ASHE SCHOW: Amherst College: Finding key evidence in sex assault cases is expecting ‘perfection.’

Amherst College, which is in the midst of one of the most egregious sexual assault lawsuits I’ve ever seen, is now defending itself against a lawsuit by claiming it can’t be expected to find key evidence.

I’ve written about this case previously, and though it seems like an article from The Onion, it’s real. A male student was blacked out (as in, a blackout state, not passed out) and received oral sex from a female student, who happened to be his girlfriend’s roommate. The ordeal cost the female student her friends, and 18 months later (and after befriending some victims’ advocates) she accused the male student of sexual assault.
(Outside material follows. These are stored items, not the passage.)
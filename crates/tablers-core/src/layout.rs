use crate::geometry::BBox;
use crate::words::Word;

/// A text line: a sequence of words on the same y-level.
#[derive(Debug, Clone, PartialEq)]
pub struct TextLine {
    /// Words in this line, sorted left-to-right.
    pub words: Vec<Word>,
    /// Bounding box of this line.
    pub bbox: BBox,
}

/// A text block: a group of lines forming a coherent paragraph or section.
#[derive(Debug, Clone, PartialEq)]
pub struct TextBlock {
    /// Lines in this block, sorted top-to-bottom.
    pub lines: Vec<TextLine>,
    /// Bounding box of this block.
    pub bbox: BBox,
}

/// Options for layout-aware text extraction.
#[derive(Debug, Clone)]
pub struct TextOptions {
    /// If true, use layout-aware extraction (detect blocks and reading order).
    /// If false, simple concatenation of words by spatial order.
    pub layout: bool,
    /// Vertical tolerance for clustering words into the same line (in points).
    pub y_tolerance: f64,
    /// Maximum vertical gap between lines to group into the same block (in points).
    pub y_density: f64,
    /// Minimum horizontal gap to detect column boundaries (in points).
    pub x_density: f64,
}

impl Default for TextOptions {
    fn default() -> Self {
        Self {
            layout: false,
            y_tolerance: 3.0,
            y_density: 10.0,
            x_density: 10.0,
        }
    }
}

/// Cluster words into text lines based on y-proximity.
///
/// Words whose vertical midpoints are within `y_tolerance` of a line's
/// vertical midpoint are grouped into the same line. Words within each
/// line are sorted left-to-right.
pub fn cluster_words_into_lines(words: &[Word], y_tolerance: f64) -> Vec<TextLine> {
    if words.is_empty() {
        return Vec::new();
    }

    let mut sorted: Vec<&Word> = words.iter().collect();
    sorted.sort_by(|a, b| {
        a.bbox
            .top
            .partial_cmp(&b.bbox.top)
            .unwrap()
            .then(a.bbox.x0.partial_cmp(&b.bbox.x0).unwrap())
    });

    let mut lines: Vec<TextLine> = Vec::new();

    for word in sorted {
        let word_mid_y = (word.bbox.top + word.bbox.bottom) / 2.0;

        // Try to find an existing line this word belongs to
        let mut found = false;
        for line in &mut lines {
            let line_mid_y = (line.bbox.top + line.bbox.bottom) / 2.0;
            if (word_mid_y - line_mid_y).abs() <= y_tolerance {
                line.bbox = line.bbox.union(&word.bbox);
                line.words.push(word.clone());
                found = true;
                break;
            }
        }

        if !found {
            lines.push(TextLine {
                words: vec![word.clone()],
                bbox: word.bbox,
            });
        }
    }

    // Sort words within each line left-to-right
    for line in &mut lines {
        line.words
            .sort_by(|a, b| a.bbox.x0.partial_cmp(&b.bbox.x0).unwrap());
    }

    // Sort lines top-to-bottom
    lines.sort_by(|a, b| a.bbox.top.partial_cmp(&b.bbox.top).unwrap());

    lines
}

/// Split text lines at large horizontal gaps to detect column boundaries.
///
/// Within each line, if consecutive words have a gap larger than `x_density`,
/// the line is split into separate line segments (one per column).
pub fn split_lines_at_columns(lines: Vec<TextLine>, x_density: f64) -> Vec<TextLine> {
    let mut result = Vec::new();
    for line in lines {
        if line.words.len() <= 1 {
            result.push(line);
            continue;
        }

        let mut current_words = vec![line.words[0].clone()];
        let mut current_bbox = line.words[0].bbox;

        for word in line.words.iter().skip(1) {
            let gap = word.bbox.x0 - current_bbox.x1;
            if gap > x_density {
                result.push(TextLine {
                    words: current_words,
                    bbox: current_bbox,
                });
                current_words = vec![word.clone()];
                current_bbox = word.bbox;
            } else {
                current_bbox = current_bbox.union(&word.bbox);
                current_words.push(word.clone());
            }
        }

        result.push(TextLine {
            words: current_words,
            bbox: current_bbox,
        });
    }

    // Re-sort by (top, x0) after splitting
    result.sort_by(|a, b| {
        a.bbox
            .top
            .partial_cmp(&b.bbox.top)
            .unwrap()
            .then(a.bbox.x0.partial_cmp(&b.bbox.x0).unwrap())
    });

    result
}

/// Cluster text line segments into text blocks based on x-overlap and vertical proximity.
///
/// Line segments that vertically follow each other (gap <= `y_density`) and
/// have overlapping x-ranges are grouped into the same block.
pub fn cluster_lines_into_blocks(lines: Vec<TextLine>, y_density: f64) -> Vec<TextBlock> {
    if lines.is_empty() {
        return Vec::new();
    }

    let mut blocks: Vec<TextBlock> = Vec::new();

    for line in lines {
        // Find the best matching block: closest vertically, with x-overlap
        let mut best_block: Option<usize> = None;
        let mut best_gap = f64::INFINITY;

        for (i, block) in blocks.iter().enumerate() {
            let gap = line.bbox.top - block.bbox.bottom;
            if gap >= 0.0
                && gap <= y_density
                && has_x_overlap(&line.bbox, &block.bbox)
                && gap < best_gap
            {
                best_gap = gap;
                best_block = Some(i);
            }
        }

        if let Some(idx) = best_block {
            blocks[idx].bbox = blocks[idx].bbox.union(&line.bbox);
            blocks[idx].lines.push(line);
        } else {
            blocks.push(TextBlock {
                bbox: line.bbox,
                lines: vec![line],
            });
        }
    }

    // Sort lines within each block top-to-bottom
    for block in &mut blocks {
        block
            .lines
            .sort_by(|a, b| a.bbox.top.partial_cmp(&b.bbox.top).unwrap());
    }

    blocks
}

/// Check if two bounding boxes overlap horizontally.
fn has_x_overlap(a: &BBox, b: &BBox) -> bool {
    a.x0 < b.x1 && b.x0 < a.x1
}

/// Sort text blocks in natural reading order.
///
/// Sorts blocks by top position first, then by x0 within the same vertical band.
/// This produces left-to-right, top-to-bottom reading order.
pub fn sort_blocks_reading_order(blocks: &mut [TextBlock], _x_density: f64) {
    blocks.sort_by(|a, b| {
        a.bbox
            .top
            .partial_cmp(&b.bbox.top)
            .unwrap()
            .then(a.bbox.x0.partial_cmp(&b.bbox.x0).unwrap())
    });
}

/// Convert text blocks into a string.
///
/// Words within a line are joined by spaces.
/// Lines within a block are joined by newlines.
/// Blocks are separated by double newlines.
pub fn blocks_to_text(blocks: &[TextBlock]) -> String {
    blocks
        .iter()
        .map(|block| {
            block
                .lines
                .iter()
                .map(|line| {
                    line.words
                        .iter()
                        .map(|w| w.text.as_str())
                        .collect::<Vec<_>>()
                        .join(" ")
                })
                .collect::<Vec<_>>()
                .join("\n")
        })
        .collect::<Vec<_>>()
        .join("\n\n")
}

/// Simple (non-layout) text extraction from words.
///
/// Clusters words into lines by y-proximity, then joins with spaces/newlines.
pub fn words_to_text(words: &[Word], y_tolerance: f64) -> String {
    let lines = cluster_words_into_lines(words, y_tolerance);
    lines
        .iter()
        .map(|line| {
            line.words
                .iter()
                .map(|w| w.text.as_str())
                .collect::<Vec<_>>()
                .join(" ")
        })
        .collect::<Vec<_>>()
        .join("\n")
}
So, to briefly recap: A male student is blacked out, receives a sex act, and is then accused of sexual assault.

The male student was expelled by a campus process where he lacked basic due process rights. After being expelled, he got a lawyer, who discovered text messages from the accuser immediately following the alleged attack. Needless to say, the texts do not support her story.

Her first text was to a boy she had a crush on and with whom she had been flirting earlier in the night. She invited him over for sex, right after she had allegedly just been sexually assaulted. She also texted a female friend, writing: “Ohmygod I jus did something so f–kig stupid” [sic throughout]. She then fretted over upsetting her roommate, because “it’s pretty obvi I wasn’t an innocent bystander.”

The woman then complained to her friend about the second man she invited over waiting until 5 a.m. to have sex with her. This male friend would supply an affidavit for the accused student’s lawsuit stating that when he went to the accuser’s dorm, she was “friendly, flirtatious and spirited” and was in no way “anxious, stressed, depressed or otherwise in distress,” as she would later claim during the campus hearing.

Armed with these revelations, the accused went back to the university to try to get his expulsion overturned, and the university declined, saying that he had missed his opportunity (during the appeal process, when he did not have a lawyer or any ability to discover the text messages) and therefore the school didn’t need to consider the evidence.

In Amherst’s response to the lawsuit, they went so far as to claim that the messages above and others didn’t prove the accused student was innocent. The mental gymnastics the school had to perform to come up with that conclusion are Olympic-worthy.

If this stuff is so hard, maybe they should try leaving it to the police.